<<<<

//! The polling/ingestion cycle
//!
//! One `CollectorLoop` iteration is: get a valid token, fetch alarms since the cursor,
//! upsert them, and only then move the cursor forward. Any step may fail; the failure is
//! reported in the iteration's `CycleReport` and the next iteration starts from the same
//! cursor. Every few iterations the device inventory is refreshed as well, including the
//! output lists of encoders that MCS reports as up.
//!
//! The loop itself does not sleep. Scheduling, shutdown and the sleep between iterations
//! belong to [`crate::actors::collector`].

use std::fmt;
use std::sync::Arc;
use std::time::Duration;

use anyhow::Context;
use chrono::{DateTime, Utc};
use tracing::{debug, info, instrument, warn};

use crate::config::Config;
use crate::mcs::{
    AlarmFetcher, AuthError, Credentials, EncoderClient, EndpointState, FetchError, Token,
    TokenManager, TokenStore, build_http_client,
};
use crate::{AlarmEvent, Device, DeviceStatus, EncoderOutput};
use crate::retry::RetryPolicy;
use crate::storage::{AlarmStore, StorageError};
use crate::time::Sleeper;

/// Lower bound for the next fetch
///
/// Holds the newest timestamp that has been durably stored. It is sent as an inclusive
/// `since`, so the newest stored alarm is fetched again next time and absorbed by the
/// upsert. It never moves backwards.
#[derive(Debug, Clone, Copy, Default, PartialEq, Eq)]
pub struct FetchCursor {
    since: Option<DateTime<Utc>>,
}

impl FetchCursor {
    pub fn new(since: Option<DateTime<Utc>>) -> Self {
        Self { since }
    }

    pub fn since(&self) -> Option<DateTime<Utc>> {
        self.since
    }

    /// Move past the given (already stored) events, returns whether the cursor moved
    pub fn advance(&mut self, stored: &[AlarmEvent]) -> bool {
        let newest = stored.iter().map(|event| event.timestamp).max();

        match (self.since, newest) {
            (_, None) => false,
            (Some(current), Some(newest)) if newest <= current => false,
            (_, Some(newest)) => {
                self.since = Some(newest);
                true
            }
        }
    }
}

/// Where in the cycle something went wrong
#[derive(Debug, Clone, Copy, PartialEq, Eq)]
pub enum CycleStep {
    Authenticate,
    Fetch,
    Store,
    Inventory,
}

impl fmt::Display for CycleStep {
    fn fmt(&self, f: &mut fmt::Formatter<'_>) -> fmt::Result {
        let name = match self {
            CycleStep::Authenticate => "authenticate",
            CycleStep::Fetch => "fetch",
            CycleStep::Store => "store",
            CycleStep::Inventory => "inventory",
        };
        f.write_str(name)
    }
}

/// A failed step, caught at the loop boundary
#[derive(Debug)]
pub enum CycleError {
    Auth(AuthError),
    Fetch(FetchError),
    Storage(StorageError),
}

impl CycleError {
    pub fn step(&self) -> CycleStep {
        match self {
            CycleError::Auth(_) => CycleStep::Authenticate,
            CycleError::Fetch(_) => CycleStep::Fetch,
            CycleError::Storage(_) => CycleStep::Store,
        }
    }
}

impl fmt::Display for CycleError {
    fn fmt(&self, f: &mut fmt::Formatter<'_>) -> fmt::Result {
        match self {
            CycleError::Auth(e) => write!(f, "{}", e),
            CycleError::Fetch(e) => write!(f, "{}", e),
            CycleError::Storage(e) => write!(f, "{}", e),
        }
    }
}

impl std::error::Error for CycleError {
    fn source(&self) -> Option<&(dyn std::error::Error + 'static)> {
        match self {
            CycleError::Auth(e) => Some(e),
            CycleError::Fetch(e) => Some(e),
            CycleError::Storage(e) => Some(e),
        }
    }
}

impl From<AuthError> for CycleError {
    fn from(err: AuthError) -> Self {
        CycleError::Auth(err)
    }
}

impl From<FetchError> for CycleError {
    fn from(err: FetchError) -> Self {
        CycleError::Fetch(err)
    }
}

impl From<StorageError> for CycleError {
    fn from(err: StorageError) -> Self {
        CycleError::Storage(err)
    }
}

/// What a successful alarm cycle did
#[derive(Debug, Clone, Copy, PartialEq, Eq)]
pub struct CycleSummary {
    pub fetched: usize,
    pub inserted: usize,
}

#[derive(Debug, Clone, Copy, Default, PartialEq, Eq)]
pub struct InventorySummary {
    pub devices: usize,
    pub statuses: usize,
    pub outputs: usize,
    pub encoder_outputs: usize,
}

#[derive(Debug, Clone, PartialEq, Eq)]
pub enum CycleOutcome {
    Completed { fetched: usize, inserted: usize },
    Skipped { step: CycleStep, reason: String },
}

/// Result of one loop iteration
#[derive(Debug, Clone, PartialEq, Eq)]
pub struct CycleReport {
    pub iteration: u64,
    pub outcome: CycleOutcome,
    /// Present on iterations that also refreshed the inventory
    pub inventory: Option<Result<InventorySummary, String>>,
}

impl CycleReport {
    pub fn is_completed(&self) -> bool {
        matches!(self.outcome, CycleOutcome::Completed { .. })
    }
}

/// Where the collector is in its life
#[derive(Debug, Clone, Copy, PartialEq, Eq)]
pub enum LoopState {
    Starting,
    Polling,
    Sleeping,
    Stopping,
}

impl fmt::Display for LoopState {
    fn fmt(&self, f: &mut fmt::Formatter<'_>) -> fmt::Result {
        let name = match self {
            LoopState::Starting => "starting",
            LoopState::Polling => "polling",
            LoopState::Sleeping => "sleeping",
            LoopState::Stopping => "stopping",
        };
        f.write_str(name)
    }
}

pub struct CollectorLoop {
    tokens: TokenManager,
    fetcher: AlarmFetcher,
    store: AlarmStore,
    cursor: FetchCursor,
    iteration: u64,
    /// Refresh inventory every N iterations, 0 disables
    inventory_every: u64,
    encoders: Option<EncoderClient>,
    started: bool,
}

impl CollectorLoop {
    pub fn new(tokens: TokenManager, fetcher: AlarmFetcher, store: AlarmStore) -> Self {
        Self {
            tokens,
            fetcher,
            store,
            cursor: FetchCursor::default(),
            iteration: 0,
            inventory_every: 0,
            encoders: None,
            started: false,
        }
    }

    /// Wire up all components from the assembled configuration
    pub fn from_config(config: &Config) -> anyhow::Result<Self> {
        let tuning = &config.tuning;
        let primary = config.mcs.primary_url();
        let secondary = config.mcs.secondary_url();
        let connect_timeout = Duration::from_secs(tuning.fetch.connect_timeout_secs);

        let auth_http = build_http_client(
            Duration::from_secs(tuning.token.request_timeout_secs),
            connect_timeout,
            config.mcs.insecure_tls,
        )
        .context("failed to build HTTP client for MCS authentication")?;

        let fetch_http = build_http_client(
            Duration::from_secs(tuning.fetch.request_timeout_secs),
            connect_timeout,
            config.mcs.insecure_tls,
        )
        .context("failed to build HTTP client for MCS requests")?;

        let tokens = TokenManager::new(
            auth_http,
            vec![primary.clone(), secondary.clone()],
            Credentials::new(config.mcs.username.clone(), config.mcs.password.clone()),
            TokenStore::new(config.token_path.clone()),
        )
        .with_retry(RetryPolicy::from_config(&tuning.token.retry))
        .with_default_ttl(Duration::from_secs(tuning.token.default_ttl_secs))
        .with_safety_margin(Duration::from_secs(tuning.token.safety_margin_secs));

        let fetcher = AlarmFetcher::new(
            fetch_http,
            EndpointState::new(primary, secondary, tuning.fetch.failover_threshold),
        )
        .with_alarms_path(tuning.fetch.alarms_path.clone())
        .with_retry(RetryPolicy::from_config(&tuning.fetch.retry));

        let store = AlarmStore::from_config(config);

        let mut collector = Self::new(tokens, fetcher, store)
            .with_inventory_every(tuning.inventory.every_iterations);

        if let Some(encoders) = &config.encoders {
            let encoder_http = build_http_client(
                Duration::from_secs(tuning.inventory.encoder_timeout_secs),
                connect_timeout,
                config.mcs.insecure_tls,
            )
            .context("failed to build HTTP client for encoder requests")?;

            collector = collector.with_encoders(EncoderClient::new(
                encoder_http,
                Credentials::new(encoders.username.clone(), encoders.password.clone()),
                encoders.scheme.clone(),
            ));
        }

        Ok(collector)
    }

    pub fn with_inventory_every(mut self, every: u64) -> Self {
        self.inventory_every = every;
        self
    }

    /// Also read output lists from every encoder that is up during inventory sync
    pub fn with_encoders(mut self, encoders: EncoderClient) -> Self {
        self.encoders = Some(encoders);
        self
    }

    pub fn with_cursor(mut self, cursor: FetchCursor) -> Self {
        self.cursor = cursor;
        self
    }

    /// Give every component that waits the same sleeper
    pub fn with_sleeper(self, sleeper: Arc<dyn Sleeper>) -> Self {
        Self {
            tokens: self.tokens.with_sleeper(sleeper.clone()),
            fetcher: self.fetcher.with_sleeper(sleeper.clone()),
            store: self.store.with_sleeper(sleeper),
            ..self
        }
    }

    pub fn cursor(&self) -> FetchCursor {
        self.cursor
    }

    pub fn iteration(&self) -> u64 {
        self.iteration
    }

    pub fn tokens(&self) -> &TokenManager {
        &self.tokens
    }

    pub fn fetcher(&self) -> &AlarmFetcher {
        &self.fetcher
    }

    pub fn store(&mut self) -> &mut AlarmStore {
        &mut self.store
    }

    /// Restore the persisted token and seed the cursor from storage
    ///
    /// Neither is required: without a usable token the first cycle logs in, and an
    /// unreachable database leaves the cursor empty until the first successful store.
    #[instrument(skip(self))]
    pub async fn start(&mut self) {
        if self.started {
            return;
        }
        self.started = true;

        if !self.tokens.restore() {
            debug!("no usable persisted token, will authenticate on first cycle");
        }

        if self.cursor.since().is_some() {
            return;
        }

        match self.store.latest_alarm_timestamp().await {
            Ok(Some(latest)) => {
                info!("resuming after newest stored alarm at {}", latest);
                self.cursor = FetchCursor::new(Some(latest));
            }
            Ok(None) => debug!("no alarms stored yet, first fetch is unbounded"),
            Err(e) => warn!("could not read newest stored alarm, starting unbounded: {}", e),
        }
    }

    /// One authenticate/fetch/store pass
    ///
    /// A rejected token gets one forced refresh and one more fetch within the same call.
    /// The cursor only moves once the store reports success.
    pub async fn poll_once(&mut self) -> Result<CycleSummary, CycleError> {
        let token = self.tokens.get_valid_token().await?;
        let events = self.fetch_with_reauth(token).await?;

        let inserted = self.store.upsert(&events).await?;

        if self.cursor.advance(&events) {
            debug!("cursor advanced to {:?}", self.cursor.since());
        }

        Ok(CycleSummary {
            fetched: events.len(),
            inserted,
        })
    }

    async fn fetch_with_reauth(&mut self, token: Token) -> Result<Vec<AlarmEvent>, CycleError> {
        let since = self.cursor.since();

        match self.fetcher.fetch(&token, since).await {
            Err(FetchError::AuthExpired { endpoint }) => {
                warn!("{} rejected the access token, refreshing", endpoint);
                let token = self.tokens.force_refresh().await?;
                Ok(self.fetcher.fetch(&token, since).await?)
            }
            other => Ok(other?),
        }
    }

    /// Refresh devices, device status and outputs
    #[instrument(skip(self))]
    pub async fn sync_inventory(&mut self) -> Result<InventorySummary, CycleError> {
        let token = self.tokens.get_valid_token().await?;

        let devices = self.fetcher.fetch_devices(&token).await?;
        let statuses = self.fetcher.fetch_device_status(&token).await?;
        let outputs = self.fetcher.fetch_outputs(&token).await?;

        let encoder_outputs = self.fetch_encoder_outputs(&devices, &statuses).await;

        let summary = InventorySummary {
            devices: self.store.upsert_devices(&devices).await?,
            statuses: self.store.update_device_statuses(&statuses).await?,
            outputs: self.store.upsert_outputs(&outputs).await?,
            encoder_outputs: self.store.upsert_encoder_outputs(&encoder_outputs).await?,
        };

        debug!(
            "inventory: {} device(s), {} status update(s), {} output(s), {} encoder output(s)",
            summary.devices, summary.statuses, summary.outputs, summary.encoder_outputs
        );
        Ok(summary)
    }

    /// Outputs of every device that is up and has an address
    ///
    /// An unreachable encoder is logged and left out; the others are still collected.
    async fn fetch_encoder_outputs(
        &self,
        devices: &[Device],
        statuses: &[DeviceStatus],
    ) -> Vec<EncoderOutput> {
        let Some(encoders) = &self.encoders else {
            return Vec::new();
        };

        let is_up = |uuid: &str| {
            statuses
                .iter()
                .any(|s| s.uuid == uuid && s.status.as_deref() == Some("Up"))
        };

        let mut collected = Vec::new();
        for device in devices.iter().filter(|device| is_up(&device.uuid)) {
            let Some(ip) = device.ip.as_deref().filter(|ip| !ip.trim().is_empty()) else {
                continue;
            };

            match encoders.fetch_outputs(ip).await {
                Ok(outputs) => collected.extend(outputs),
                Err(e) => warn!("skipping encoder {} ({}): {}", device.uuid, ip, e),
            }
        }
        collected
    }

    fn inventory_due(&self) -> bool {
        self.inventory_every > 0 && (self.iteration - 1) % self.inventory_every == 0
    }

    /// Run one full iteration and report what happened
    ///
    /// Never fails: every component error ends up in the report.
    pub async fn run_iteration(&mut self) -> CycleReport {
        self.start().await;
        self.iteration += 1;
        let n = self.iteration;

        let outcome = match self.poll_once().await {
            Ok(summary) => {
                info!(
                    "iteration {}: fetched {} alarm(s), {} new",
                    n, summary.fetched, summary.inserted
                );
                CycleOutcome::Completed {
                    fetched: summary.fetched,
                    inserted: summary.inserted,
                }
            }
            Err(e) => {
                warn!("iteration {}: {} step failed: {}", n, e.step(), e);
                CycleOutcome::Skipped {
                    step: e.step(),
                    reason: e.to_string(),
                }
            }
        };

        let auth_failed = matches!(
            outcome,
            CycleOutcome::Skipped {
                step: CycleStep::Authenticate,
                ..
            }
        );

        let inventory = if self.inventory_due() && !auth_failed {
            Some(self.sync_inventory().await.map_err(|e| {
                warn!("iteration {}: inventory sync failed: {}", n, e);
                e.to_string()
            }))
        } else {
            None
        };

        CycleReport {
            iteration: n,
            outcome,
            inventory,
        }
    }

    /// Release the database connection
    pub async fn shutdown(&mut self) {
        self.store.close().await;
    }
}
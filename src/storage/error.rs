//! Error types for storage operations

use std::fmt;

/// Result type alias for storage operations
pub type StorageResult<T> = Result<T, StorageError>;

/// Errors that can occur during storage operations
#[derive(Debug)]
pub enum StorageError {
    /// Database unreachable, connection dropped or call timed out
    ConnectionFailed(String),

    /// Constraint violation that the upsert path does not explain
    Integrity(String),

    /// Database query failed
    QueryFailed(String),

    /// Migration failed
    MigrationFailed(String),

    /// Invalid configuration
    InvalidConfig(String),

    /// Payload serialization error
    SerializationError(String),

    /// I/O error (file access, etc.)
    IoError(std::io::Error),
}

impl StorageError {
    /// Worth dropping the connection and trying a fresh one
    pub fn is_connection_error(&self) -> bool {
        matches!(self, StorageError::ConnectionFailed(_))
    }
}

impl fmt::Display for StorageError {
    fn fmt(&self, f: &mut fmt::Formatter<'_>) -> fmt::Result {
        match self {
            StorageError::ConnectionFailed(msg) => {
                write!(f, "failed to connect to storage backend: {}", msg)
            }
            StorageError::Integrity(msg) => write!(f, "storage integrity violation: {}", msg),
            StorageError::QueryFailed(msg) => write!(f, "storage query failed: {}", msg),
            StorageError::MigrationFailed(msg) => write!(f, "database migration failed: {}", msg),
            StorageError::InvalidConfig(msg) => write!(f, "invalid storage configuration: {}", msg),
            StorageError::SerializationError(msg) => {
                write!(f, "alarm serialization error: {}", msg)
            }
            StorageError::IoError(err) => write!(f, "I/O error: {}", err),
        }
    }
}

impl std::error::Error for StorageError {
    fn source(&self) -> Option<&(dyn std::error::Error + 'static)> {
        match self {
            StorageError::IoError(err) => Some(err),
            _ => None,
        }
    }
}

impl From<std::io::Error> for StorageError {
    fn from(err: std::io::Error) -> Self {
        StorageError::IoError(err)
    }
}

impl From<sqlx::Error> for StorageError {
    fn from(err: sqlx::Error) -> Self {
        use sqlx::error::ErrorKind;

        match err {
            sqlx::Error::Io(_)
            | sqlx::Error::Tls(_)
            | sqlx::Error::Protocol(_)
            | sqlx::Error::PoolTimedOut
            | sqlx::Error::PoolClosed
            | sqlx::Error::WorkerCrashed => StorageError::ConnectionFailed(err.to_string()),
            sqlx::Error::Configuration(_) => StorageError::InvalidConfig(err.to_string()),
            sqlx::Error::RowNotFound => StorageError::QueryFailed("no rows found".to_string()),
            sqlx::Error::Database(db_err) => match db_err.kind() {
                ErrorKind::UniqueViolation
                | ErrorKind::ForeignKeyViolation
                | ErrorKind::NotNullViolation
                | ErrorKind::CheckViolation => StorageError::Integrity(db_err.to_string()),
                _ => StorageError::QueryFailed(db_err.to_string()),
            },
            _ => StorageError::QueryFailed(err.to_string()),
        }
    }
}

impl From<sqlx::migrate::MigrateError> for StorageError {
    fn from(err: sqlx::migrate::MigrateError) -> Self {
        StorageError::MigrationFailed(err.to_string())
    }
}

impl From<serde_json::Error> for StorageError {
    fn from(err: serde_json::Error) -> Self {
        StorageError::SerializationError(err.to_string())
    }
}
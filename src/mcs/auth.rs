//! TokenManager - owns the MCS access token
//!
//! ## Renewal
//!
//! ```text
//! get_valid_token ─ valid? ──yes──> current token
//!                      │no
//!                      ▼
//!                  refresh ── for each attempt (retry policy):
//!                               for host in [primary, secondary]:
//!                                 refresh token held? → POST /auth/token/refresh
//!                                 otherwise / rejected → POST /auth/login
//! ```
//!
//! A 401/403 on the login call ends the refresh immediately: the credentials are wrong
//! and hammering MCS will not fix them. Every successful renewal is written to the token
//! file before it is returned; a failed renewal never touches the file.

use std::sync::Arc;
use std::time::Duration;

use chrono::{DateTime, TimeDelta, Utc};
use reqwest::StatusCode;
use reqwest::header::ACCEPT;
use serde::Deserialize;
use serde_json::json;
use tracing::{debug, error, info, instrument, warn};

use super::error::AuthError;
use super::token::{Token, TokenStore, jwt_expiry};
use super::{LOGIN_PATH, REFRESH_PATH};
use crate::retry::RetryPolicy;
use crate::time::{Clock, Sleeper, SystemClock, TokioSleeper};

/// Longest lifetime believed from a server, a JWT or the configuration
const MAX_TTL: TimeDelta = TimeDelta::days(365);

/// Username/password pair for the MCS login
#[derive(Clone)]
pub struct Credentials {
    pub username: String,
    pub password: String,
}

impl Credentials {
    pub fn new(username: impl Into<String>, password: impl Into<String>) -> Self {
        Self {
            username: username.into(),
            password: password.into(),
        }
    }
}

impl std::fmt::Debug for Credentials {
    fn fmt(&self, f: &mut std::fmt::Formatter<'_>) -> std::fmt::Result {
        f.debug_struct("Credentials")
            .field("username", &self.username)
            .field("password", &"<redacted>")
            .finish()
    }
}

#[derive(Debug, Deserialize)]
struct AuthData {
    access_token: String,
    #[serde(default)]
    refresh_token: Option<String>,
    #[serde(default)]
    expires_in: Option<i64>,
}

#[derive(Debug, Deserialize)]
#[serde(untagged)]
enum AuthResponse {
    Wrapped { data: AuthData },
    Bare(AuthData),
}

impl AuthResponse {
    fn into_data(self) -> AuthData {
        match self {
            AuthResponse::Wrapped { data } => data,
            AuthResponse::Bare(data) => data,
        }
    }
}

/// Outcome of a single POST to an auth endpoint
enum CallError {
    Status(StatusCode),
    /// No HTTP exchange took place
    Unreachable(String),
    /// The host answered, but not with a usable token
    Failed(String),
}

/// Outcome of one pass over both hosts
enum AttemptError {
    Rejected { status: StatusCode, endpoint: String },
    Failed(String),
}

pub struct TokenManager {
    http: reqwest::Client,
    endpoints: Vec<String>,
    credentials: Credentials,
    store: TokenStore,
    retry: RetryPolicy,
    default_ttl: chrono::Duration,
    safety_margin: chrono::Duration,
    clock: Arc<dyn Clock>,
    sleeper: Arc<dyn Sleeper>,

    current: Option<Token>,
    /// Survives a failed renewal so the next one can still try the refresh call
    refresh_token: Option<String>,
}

>>>>

• _ABOUT THIS EXERCISE_: Check every line above for the string "InventorySummary", and copy the ones that have it.

• _EXERCISE ANSWER_:
pub struct InventorySummary {
    pub inventory: Option<Result<InventorySummary, String>>,
    pub async fn sync_inventory(&mut self) -> Result<InventorySummary, CycleError> {
        let summary = InventorySummary {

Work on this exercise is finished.